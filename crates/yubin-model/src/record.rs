use serde::{Deserialize, Serialize};
use std::fmt::Debug;
use std::hash::Hash;

use crate::family::RecordFamily;

/// A projected source row of one family, carried through the pipeline.
///
/// Every stage works on owned values and returns new ones; the reader's
/// output is never mutated in place.
pub trait FamilyRecord: Clone + Debug + PartialEq + Eq + Hash {
    const FAMILY: RecordFamily;
    type Address: AddressRow;

    /// Builds the record from the full source column list. `None` when the
    /// row is shorter than the family schema.
    fn project(fields: &[&str]) -> Option<Self>;

    fn town(&self) -> &str;

    #[must_use]
    fn with_town(&self, town: String) -> Self;

    /// Rewrites every text field through `f`.
    #[must_use]
    fn map_fields<F: FnMut(&str) -> String>(self, f: F) -> Self;

    fn into_address(self, id: u64) -> Self::Address;
}

/// A finished catalog row.
pub trait AddressRow: Clone + Debug + Serialize {
    fn id(&self) -> u64;
    fn zipcode(&self) -> &str;
    fn address(&self) -> &str;
    /// The concatenation the address field must equal.
    fn concatenated_parts(&self) -> String;
}

#[derive(Debug, Clone, PartialEq, Eq, Hash, Serialize, Deserialize)]
pub struct KenAllRecord {
    pub zipcode: String,
    pub prefecture: String,
    pub city: String,
    pub town: String,
}

impl KenAllRecord {
    const ZIPCODE: usize = 2;
    const PREFECTURE: usize = 6;
    const CITY: usize = 7;
    const TOWN: usize = 8;

    #[must_use]
    pub fn new(zipcode: &str, prefecture: &str, city: &str, town: &str) -> Self {
        Self {
            zipcode: zipcode.to_string(),
            prefecture: prefecture.to_string(),
            city: city.to_string(),
            town: town.to_string(),
        }
    }
}

impl FamilyRecord for KenAllRecord {
    const FAMILY: RecordFamily = RecordFamily::KenAll;
    type Address = KenAllAddress;

    fn project(fields: &[&str]) -> Option<Self> {
        if fields.len() < Self::FAMILY.source_column_count() {
            return None;
        }
        Some(Self::new(
            fields[Self::ZIPCODE],
            fields[Self::PREFECTURE],
            fields[Self::CITY],
            fields[Self::TOWN],
        ))
    }

    fn town(&self) -> &str {
        &self.town
    }

    fn with_town(&self, town: String) -> Self {
        Self {
            town,
            ..self.clone()
        }
    }

    fn map_fields<F: FnMut(&str) -> String>(self, mut f: F) -> Self {
        Self {
            zipcode: f(&self.zipcode),
            prefecture: f(&self.prefecture),
            city: f(&self.city),
            town: f(&self.town),
        }
    }

    fn into_address(self, id: u64) -> KenAllAddress {
        let address = format!("{}{}{}", self.prefecture, self.city, self.town);
        KenAllAddress {
            id,
            zipcode: self.zipcode,
            prefecture: self.prefecture,
            city: self.city,
            town: self.town,
            address,
        }
    }
}

#[derive(Debug, Clone, PartialEq, Eq, Hash, Serialize, Deserialize)]
pub struct KenAllAddress {
    pub id: u64,
    pub zipcode: String,
    pub prefecture: String,
    pub city: String,
    pub town: String,
    pub address: String,
}

impl AddressRow for KenAllAddress {
    fn id(&self) -> u64 {
        self.id
    }

    fn zipcode(&self) -> &str {
        &self.zipcode
    }

    fn address(&self) -> &str {
        &self.address
    }

    fn concatenated_parts(&self) -> String {
        format!("{}{}{}", self.prefecture, self.city, self.town)
    }
}

#[derive(Debug, Clone, PartialEq, Eq, Hash, Serialize, Deserialize)]
pub struct JigyosyoRecord {
    pub company: String,
    pub zipcode: String,
    pub prefecture: String,
    pub city: String,
    pub town: String,
    /// Sub-block text: koaza, chome and banchi.
    pub chome: String,
}

impl JigyosyoRecord {
    const COMPANY: usize = 2;
    const PREFECTURE: usize = 3;
    const CITY: usize = 4;
    const TOWN: usize = 5;
    const CHOME: usize = 6;
    const ZIPCODE: usize = 7;

    #[must_use]
    pub fn new(
        company: &str,
        zipcode: &str,
        prefecture: &str,
        city: &str,
        town: &str,
        chome: &str,
    ) -> Self {
        Self {
            company: company.to_string(),
            zipcode: zipcode.to_string(),
            prefecture: prefecture.to_string(),
            city: city.to_string(),
            town: town.to_string(),
            chome: chome.to_string(),
        }
    }
}

impl FamilyRecord for JigyosyoRecord {
    const FAMILY: RecordFamily = RecordFamily::Jigyosyo;
    type Address = JigyosyoAddress;

    fn project(fields: &[&str]) -> Option<Self> {
        if fields.len() < Self::FAMILY.source_column_count() {
            return None;
        }
        Some(Self::new(
            fields[Self::COMPANY],
            fields[Self::ZIPCODE],
            fields[Self::PREFECTURE],
            fields[Self::CITY],
            fields[Self::TOWN],
            fields[Self::CHOME],
        ))
    }

    fn town(&self) -> &str {
        &self.town
    }

    fn with_town(&self, town: String) -> Self {
        Self {
            town,
            ..self.clone()
        }
    }

    fn map_fields<F: FnMut(&str) -> String>(self, mut f: F) -> Self {
        Self {
            company: f(&self.company),
            zipcode: f(&self.zipcode),
            prefecture: f(&self.prefecture),
            city: f(&self.city),
            town: f(&self.town),
            chome: f(&self.chome),
        }
    }

    fn into_address(self, id: u64) -> JigyosyoAddress {
        let address = format!(
            "{}{}{}{}",
            self.prefecture, self.city, self.town, self.chome
        );
        JigyosyoAddress {
            id,
            company: self.company,
            zipcode: self.zipcode,
            prefecture: self.prefecture,
            city: self.city,
            town: self.town,
            chome: self.chome,
            address,
        }
    }
}

#[derive(Debug, Clone, PartialEq, Eq, Hash, Serialize, Deserialize)]
pub struct JigyosyoAddress {
    pub id: u64,
    pub company: String,
    pub zipcode: String,
    pub prefecture: String,
    pub city: String,
    pub town: String,
    pub chome: String,
    pub address: String,
}

impl AddressRow for JigyosyoAddress {
    fn id(&self) -> u64 {
        self.id
    }

    fn zipcode(&self) -> &str {
        &self.zipcode
    }

    fn address(&self) -> &str {
        &self.address
    }

    fn concatenated_parts(&self) -> String {
        format!(
            "{}{}{}{}",
            self.prefecture, self.city, self.town, self.chome
        )
    }
}

#[cfg(test)]
mod tests {
    use super::*;

    #[test]
    fn ken_all_projection_picks_catalog_columns() {
        let fields = [
            "01101", "060  ", "0600000", "ﾎｯｶｲﾄﾞｳ", "ｻｯﾎﾟﾛｼﾁｭｳｵｳｸ", "ｲｶﾆｹｲｻｲｶﾞﾅｲﾊﾞｱｲ",
            "北海道", "札幌市中央区", "以下に掲載がない場合", "0", "0", "0", "0", "0", "0",
        ];
        let rec = KenAllRecord::project(&fields).expect("projection");
        assert_eq!(
            rec,
            KenAllRecord::new("0600000", "北海道", "札幌市中央区", "以下に掲載がない場合")
        );
        assert!(KenAllRecord::project(&fields[..14]).is_none());
    }

    #[test]
    fn jigyosyo_projection_and_address_include_chome() {
        let fields = [
            "01101", "ｻｯﾎﾟﾛｼ", "札幌市役所", "北海道", "札幌市中央区", "北一条西",
            "2丁目", "0608611", "060  ", "札幌中央", "0", "0", "0",
        ];
        let rec = JigyosyoRecord::project(&fields).expect("projection");
        let row = rec.into_address(7);
        assert_eq!(row.id, 7);
        assert_eq!(row.zipcode, "0608611");
        assert_eq!(row.company, "札幌市役所");
        assert_eq!(row.address, "北海道札幌市中央区北一条西2丁目");
        assert_eq!(row.address(), row.concatenated_parts());
    }

    #[test]
    fn with_town_keeps_other_fields() {
        let rec = KenAllRecord::new("0580343", "北海道", "様似郡様似町", "東洋");
        let next = rec.with_town("東洋油駒".to_string());
        assert_eq!(next.zipcode, rec.zipcode);
        assert_eq!(next.town, "東洋油駒");
        assert_eq!(rec.town, "東洋");
    }
}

• _EXERCISE_
Word for word, output the lines of the data from its first line through the line where "fn project(fields: &[&str]) -> Option<Self>;" appears, and stop there.

• _WORKED SOLUTION_
filename crates/yubin-model/src/record.rs
use serde::{Deserialize, Serialize};
use std::fmt::Debug;
use std::hash::Hash;

use crate::family::RecordFamily;

/// A projected source row of one family, carried through the pipeline.
///
/// Every stage works on owned values and returns new ones; the reader's
/// output is never mutated in place.
pub trait FamilyRecord: Clone + Debug + PartialEq + Eq + Hash {
    const FAMILY: RecordFamily;
    type Address: AddressRow;

    /// Builds the record from the full source column list. `None` when the
    /// row is shorter than the family schema.
    fn project(fields: &[&str]) -> Option<Self>;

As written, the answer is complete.